▶ **What you have to do**:
Search the material for "after" and copy each line in which it is found.
---- Data under study
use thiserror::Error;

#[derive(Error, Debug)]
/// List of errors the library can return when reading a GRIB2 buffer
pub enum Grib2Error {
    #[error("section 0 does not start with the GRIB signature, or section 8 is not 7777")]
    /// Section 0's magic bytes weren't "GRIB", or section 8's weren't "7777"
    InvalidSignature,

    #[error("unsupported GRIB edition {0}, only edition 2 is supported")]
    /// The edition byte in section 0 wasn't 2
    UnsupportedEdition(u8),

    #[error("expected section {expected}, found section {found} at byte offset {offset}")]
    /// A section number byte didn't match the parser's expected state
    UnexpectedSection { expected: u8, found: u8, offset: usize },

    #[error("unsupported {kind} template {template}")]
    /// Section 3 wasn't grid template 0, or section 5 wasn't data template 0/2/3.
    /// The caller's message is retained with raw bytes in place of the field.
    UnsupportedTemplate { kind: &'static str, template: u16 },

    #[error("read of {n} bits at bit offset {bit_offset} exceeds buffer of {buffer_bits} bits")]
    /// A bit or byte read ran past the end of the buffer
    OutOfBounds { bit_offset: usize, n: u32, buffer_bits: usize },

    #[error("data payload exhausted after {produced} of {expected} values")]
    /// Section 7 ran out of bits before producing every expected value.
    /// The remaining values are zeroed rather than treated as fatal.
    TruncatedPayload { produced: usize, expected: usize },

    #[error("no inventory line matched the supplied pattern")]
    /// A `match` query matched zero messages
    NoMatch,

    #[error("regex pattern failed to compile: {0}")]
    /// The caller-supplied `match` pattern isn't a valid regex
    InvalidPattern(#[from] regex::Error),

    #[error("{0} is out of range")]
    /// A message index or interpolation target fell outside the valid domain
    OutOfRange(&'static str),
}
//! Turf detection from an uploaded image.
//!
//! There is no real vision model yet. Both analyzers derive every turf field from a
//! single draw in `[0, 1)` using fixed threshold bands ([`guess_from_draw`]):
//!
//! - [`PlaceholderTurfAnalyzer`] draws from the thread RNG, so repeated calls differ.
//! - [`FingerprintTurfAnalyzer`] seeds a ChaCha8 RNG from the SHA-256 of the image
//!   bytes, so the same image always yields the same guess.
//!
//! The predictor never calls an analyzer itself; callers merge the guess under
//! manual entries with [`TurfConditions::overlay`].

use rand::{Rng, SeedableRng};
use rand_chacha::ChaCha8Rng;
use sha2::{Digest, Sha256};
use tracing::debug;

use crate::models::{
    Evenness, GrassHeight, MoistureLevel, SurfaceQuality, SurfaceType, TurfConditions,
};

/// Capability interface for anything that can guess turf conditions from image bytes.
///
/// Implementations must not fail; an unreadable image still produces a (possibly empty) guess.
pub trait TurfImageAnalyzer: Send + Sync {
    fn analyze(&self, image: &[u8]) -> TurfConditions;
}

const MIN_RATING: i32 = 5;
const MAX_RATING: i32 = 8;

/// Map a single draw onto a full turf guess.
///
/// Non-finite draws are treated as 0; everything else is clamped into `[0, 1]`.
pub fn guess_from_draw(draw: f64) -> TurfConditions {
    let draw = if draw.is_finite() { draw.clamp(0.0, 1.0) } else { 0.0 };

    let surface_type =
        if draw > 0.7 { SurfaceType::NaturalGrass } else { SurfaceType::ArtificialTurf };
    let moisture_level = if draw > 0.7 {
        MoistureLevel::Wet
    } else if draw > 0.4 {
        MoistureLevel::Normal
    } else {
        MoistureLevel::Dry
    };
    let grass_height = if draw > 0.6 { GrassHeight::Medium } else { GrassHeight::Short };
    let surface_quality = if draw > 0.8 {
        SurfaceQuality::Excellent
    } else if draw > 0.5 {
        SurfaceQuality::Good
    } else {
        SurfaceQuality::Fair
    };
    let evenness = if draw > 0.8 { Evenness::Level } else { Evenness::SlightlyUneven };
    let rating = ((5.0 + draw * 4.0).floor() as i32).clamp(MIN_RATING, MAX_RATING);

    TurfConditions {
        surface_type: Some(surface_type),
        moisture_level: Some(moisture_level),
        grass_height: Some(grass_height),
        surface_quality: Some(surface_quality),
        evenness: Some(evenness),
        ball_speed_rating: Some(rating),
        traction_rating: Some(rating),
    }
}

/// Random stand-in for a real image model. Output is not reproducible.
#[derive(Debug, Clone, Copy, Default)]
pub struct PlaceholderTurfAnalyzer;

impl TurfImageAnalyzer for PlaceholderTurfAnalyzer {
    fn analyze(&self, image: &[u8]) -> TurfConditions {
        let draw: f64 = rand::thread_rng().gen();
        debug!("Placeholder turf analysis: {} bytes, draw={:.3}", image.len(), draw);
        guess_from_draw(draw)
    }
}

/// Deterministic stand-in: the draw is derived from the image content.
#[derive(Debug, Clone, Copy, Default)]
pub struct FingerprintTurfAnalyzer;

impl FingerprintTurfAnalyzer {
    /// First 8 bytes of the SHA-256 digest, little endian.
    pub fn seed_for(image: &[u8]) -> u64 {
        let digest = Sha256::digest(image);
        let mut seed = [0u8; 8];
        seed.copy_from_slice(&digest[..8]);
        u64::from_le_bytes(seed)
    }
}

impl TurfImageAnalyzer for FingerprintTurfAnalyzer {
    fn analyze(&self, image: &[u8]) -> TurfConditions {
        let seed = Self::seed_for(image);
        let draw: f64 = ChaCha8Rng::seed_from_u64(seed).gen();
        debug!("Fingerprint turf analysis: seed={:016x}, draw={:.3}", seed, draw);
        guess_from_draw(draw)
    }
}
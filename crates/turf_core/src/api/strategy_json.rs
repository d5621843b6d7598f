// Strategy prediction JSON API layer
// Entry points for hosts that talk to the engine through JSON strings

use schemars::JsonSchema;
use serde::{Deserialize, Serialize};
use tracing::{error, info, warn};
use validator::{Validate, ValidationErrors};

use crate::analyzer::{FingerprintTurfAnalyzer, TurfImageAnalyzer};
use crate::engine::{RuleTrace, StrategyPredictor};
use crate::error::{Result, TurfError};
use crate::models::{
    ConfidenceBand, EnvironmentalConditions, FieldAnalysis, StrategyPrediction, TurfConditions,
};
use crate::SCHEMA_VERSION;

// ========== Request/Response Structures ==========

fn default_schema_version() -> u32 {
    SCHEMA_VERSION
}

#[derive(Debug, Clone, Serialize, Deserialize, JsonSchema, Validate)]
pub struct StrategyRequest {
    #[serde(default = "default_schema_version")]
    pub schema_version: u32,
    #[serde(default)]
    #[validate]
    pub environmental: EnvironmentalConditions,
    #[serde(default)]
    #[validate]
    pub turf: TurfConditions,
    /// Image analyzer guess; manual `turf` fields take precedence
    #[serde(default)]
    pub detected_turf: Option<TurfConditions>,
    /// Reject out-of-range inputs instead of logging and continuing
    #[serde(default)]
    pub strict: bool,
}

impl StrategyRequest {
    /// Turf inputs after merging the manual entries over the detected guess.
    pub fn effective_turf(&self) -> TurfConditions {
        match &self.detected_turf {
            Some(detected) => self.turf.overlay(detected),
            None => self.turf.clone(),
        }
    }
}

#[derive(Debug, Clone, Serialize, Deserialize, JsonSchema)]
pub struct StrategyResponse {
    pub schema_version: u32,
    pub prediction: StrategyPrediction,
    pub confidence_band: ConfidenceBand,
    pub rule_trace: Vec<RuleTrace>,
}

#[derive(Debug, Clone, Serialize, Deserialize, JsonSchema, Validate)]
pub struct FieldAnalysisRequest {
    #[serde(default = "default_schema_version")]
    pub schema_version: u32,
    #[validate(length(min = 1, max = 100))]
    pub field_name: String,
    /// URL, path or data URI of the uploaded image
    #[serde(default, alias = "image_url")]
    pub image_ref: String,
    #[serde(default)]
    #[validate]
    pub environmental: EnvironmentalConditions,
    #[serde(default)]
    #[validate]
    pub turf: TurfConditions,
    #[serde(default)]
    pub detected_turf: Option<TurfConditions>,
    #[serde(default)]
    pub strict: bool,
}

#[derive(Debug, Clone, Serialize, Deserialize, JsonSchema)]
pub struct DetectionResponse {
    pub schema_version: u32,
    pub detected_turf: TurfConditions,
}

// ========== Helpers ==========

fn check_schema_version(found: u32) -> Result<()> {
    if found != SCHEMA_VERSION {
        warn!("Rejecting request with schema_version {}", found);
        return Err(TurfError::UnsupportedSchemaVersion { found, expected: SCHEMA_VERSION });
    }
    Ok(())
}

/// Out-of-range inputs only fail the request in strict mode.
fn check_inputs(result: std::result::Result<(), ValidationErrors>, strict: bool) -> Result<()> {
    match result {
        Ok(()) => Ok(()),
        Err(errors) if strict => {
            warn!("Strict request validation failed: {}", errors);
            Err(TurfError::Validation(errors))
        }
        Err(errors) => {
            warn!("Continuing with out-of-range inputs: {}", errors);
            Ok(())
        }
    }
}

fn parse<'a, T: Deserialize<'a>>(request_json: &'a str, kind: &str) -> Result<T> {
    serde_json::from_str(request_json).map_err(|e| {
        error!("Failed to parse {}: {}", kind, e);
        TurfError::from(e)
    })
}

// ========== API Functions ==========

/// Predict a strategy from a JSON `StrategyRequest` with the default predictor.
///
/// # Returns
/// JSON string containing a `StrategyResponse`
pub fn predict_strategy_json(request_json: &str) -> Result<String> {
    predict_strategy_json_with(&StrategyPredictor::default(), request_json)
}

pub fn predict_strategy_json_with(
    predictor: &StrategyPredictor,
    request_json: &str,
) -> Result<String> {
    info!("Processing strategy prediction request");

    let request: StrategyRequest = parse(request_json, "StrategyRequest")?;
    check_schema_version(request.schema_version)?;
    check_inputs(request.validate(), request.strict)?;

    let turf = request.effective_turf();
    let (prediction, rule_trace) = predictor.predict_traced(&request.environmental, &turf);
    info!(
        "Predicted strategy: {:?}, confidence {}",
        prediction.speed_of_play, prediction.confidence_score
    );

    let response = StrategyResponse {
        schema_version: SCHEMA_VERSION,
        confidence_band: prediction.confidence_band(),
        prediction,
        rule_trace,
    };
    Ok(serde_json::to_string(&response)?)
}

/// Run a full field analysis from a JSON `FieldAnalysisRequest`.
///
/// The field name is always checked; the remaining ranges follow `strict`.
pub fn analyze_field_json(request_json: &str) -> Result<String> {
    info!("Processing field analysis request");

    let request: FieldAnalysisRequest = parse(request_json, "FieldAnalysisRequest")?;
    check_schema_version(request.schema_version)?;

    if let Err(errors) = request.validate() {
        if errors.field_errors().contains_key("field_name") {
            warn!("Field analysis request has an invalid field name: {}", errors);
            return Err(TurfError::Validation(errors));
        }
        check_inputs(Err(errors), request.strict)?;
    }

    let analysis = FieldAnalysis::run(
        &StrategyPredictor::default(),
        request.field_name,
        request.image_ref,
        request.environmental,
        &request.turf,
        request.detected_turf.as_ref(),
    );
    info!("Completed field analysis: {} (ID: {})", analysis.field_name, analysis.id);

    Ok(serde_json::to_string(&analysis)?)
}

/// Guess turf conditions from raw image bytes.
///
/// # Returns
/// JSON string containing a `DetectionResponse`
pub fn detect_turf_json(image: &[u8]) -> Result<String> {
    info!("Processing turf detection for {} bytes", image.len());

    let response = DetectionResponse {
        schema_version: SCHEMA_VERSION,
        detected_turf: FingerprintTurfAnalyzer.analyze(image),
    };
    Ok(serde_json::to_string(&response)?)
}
--------
▶ **Result**:
    #[error("data payload exhausted after {produced} of {expected} values")]
    /// Turf inputs after merging the manual entries over the detected guess.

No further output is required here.